Complaints by Apple Inc. and Microsoft Corp. against Motorola Mobility Holdings Inc. will be examined “closely” by European Union regulators, the region’s antitrust chief said.
Joaquin Almunia, the EU’s competition commissioner, said competition policy must ensure essential patents aren’t “used strategically to block competitors,” according to a speech at the European Parliament in Brussels today.
Samsung Electronics Co. is facing an EU antitrust probe into its licensing of patents to other mobile-phone manufacturers. Samsung, Motorola Mobility, Microsoft and Apple are involved in litigation across Europe as demand for smartphones and tablets soars. Google Inc., which is buying Motorola Mobility for $12.5 billion, has written to groups that establish industry standards to assure them it will fairly license the Libertyville, Illinois-based company’s patents.

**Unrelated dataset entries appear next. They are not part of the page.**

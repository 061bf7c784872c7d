//! Inverse kinematics run after retargeting: limb goals, foot stabilization, look-at and twist
//! distribution, in that order.

mod foot_stabilizer;
mod look_at;
mod twist;
mod two_bone;

use bevy::{
    math::{Quat, Vec3},
    reflect::Reflect,
    transform::components::Transform,
};

pub use foot_stabilizer::FootMemory;
pub use look_at::solve_look_at;
pub use twist::{distribute_twist, twist_angle};
pub use two_bone::{TwoBoneChain, blend_end_rotation, soft_stretch, solve_two_bone};

use crate::{
    humanoid::{GOAL_COUNT, Goal, HumanoidMap},
    pose::{Pose, SkeletonPose},
};

/// A limb goal set at runtime, in the character's space.
#[derive(Reflect, Debug, Clone, Copy, PartialEq)]
pub struct GoalTarget {
    pub position: Vec3,
    /// Character-space rotation of the end joint.
    pub rotation: Quat,
    pub position_weight: f32,
    pub rotation_weight: f32,
}

impl GoalTarget {
    pub fn position(position: Vec3, weight: f32) -> Self {
        Self {
            position,
            rotation: Quat::IDENTITY,
            position_weight: weight,
            rotation_weight: 0.,
        }
    }

    pub fn with_rotation(mut self, rotation: Quat, weight: f32) -> Self {
        self.rotation = rotation;
        self.rotation_weight = weight;
        self
    }
}

#[derive(Reflect, Debug, Clone, Copy, PartialEq)]
pub struct LookAtTarget {
    /// Point to look at, in the character's space.
    pub position: Vec3,
    pub weight: f32,
    pub body_weight: f32,
    pub head_weight: f32,
    pub eyes_weight: f32,
    /// 0 lets the gaze turn all the way around, 1 keeps it straight ahead.
    pub clamp_weight: f32,
}

impl Default for LookAtTarget {
    fn default() -> Self {
        Self {
            position: Vec3::ZERO,
            weight: 1.,
            body_weight: 0.,
            head_weight: 1.,
            eyes_weight: 0.,
            clamp_weight: 0.5,
        }
    }
}

/// Runtime IK inputs of one tick.
#[derive(Reflect, Debug, Clone, Default, PartialEq)]
pub struct IkTargets {
    pub goals: [Option<GoalTarget>; GOAL_COUNT],
    pub look_at: Option<LookAtTarget>,
    pub stabilize_feet: bool,
}

impl IkTargets {
    pub fn with_goal(mut self, goal: Goal, target: GoalTarget) -> Self {
        self.goals[goal.index()] = Some(target);
        self
    }

    pub fn with_look_at(mut self, target: LookAtTarget) -> Self {
        self.look_at = Some(target);
        self
    }
}

/// Goal actually solved for a limb, after merging the animated and runtime goals.
#[derive(Debug, Clone, Copy)]
struct LimbGoal {
    transform: Transform,
    position_weight: f32,
    rotation_weight: f32,
}

fn merge_goals(
    animated: Option<(Transform, f32)>,
    runtime: Option<GoalTarget>,
) -> Option<LimbGoal> {
    match (animated, runtime) {
        (None, None) => None,
        (Some((transform, weight)), None) => Some(LimbGoal {
            transform,
            position_weight: weight,
            rotation_weight: weight,
        }),
        (None, Some(target)) => Some(LimbGoal {
            transform: Transform::from_translation(target.position).with_rotation(target.rotation),
            position_weight: target.position_weight,
            rotation_weight: target.rotation_weight,
        }),
        (Some((transform, weight)), Some(target)) => Some(LimbGoal {
            transform: Transform::from_translation(
                transform.translation.lerp(target.position, target.position_weight),
            )
            .with_rotation(transform.rotation.slerp(target.rotation, target.rotation_weight)),
            position_weight: weight + (1. - weight) * target.position_weight,
            rotation_weight: weight + (1. - weight) * target.rotation_weight,
        }),
    }
}

/// Per-character IK memory: a globals buffer and the stabilized feet.
#[derive(Debug, Clone)]
pub struct IkSolver {
    globals: Vec<Transform>,
    feet: [FootMemory; 2],
}

impl IkSolver {
    pub fn new(map: &HumanoidMap) -> Self {
        Self {
            globals: Vec::with_capacity(map.skeleton().len()),
            feet: [FootMemory::default(); 2],
        }
    }

    pub fn feet(&self) -> [FootMemory; 2] {
        self.feet
    }

    pub fn reset(&mut self) {
        self.feet = [FootMemory::default(); 2];
    }

    /// Solves every IK pass on a retargeted skeleton pose.
    ///
    /// Feet follow the animated foot goals of `pose` by `foot_ik`; runtime goals of `targets`
    /// are blended over them. `root_delta` is the tick's root motion in character units.
    #[allow(clippy::too_many_arguments)]
    pub fn solve(
        &mut self,
        map: &HumanoidMap,
        pose: &Pose,
        foot_ik: f32,
        targets: &IkTargets,
        root_delta: &Transform,
        dt: f32,
        out: &mut SkeletonPose,
    ) {
        let skeleton = map.skeleton();
        skeleton.compute_globals(out, &mut self.globals);

        let mut goals = [None; GOAL_COUNT];
        for goal in Goal::ALL {
            let animated = if goal.is_foot() && foot_ik > 0. {
                map.goal_to_character(goal, pose.goal(goal))
                    .map(|transform| (transform, foot_ik.min(1.)))
            } else {
                None
            };
            goals[goal.index()] = merge_goals(animated, targets.goals[goal.index()]);
        }

        for (side, goal) in [Goal::LeftFoot, Goal::RightFoot].into_iter().enumerate() {
            let memory = &mut self.feet[side];
            match &mut goals[goal.index()] {
                Some(limb) if targets.stabilize_feet => {
                    limb.transform =
                        memory.stabilize(&limb.transform, root_delta, dt, map.scale());
                }
                Some(limb) => memory.store(&limb.transform),
                None => memory.invalidate(),
            }
        }

        let settings = map.settings();
        for goal in Goal::ALL {
            let Some(limb) = goals[goal.index()] else {
                continue;
            };
            let [top, mid, end] = goal.chain();
            let (Some(top), Some(mid), Some(end)) =
                (map.joint(top), map.joint(mid), map.joint(end))
            else {
                continue;
            };
            let (pole, stretch) = if goal.is_foot() {
                (Vec3::Z, settings.leg_stretch)
            } else {
                (Vec3::NEG_Z, settings.arm_stretch)
            };
            solve_two_bone(
                skeleton,
                out,
                &mut self.globals,
                TwoBoneChain {
                    top,
                    mid,
                    end,
                    pole,
                },
                limb.transform.translation,
                limb.position_weight,
                stretch,
            );
            blend_end_rotation(
                skeleton,
                out,
                &mut self.globals,
                end,
                limb.transform.rotation,
                limb.rotation_weight,
            );
        }

        if let Some(look_at) = &targets.look_at {
            solve_look_at(map, out, &mut self.globals, look_at);
        }
        distribute_twist(map, out, &mut self.globals);
    }
}

#[cfg(test)]
mod test {
    use super::*;
    use crate::humanoid::{
        HumanBone, HumanoidSettings,
        reference::{reference_mapping, reference_skeleton},
    };

    fn map() -> HumanoidMap {
        HumanoidMap::new(
            reference_skeleton().unwrap(),
            &reference_mapping(),
            HumanoidSettings::default(),
        )
        .unwrap()
    }

    fn globals(map: &HumanoidMap, pose: &SkeletonPose) -> Vec<Transform> {
        let mut globals = vec![];
        map.skeleton().compute_globals(pose, &mut globals);
        globals
    }

    #[test]
    fn test_runtime_hand_goal() {
        let map = map();
        let mut solver = IkSolver::new(&map);
        let mut out = map.skeleton().rest_pose();
        let target = Vec3::new(0.4, 1.2, 0.3);
        solver.solve(
            &map,
            map.default_pose(),
            0.,
            &IkTargets::default().with_goal(Goal::LeftHand, GoalTarget::position(target, 1.)),
            &Transform::IDENTITY,
            1. / 60.,
            &mut out,
        );
        let hand = map.joint(HumanBone::LeftHand).unwrap();
        assert!(globals(&map, &out)[hand].translation.abs_diff_eq(target, 1e-3));
    }

    #[test]
    fn test_animated_foot_goal() {
        let map = map();
        let mut solver = IkSolver::new(&map);
        let mut out = map.skeleton().rest_pose();
        let mut pose = map.default_pose().clone();
        let target = Vec3::new(0.09, 0.3, 0.2);
        pose.goal_mut(Goal::LeftFoot).translation = target / map.scale();
        solver.solve(
            &map,
            &pose,
            1.,
            &IkTargets::default(),
            &Transform::IDENTITY,
            1. / 60.,
            &mut out,
        );
        let foot = map.joint(HumanBone::LeftFoot).unwrap();
        assert!(globals(&map, &out)[foot].translation.abs_diff_eq(target, 1e-3));
        assert!(solver.feet()[0].valid);
    }

    #[test]
    fn test_feet_without_goals_are_forgotten() {
        let map = map();
        let mut solver = IkSolver::new(&map);
        let mut out = map.skeleton().rest_pose();
        solver.solve(
            &map,
            map.default_pose(),
            0.,
            &IkTargets::default(),
            &Transform::IDENTITY,
            1. / 60.,
            &mut out,
        );
        assert!(!solver.feet()[0].valid);
        assert_eq!(out, map.skeleton().rest_pose());
    }

    #[test]
    fn test_merged_goal_weights() {
        let animated = Transform::from_xyz(0., 0., 0.);
        let merged = merge_goals(
            Some((animated, 0.5)),
            Some(GoalTarget::position(Vec3::X, 0.5)),
        )
        .unwrap();
        assert_eq!(merged.transform.translation, Vec3::new(0.5, 0., 0.));
        assert_eq!(merged.position_weight, 0.75);
        assert_eq!(merged.rotation_weight, 0.5);
    }
}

“To build a modern smart phone one needs thousands of standard-essential patents,” Almunia said. “Any company that holds these patents can effectively hold up the entire industry with the threat of banning the products of competitors from the market. This sort of hold-up is not acceptable.”
EU antitrust regulators are separately investigating claims Google discriminated against other services in its search results and stopped some websites from accepting rival ads. Microsoft and shopping-comparison site Foundem are among companies that asked the agency to examine the Mountain View, California-based search-engine firm’s practices.
Almunia said he expected investigators to give him a report on the Google before the end of April and would decide after that if a formal antitrust complaint was needed.
“We continue to receive information or complaints” on Google and the company regularly updates its products and services “so it’s not a simple task to investigate,” he said.
Al Verney, a spokesman for Google in Brussels, declined to comment.
The U.S. Federal Trade Commission, which is examining whether Google gives preference to its own services in search results, is expanding its antitrust probe to include scrutiny of Google+, according to two people familiar with the situation.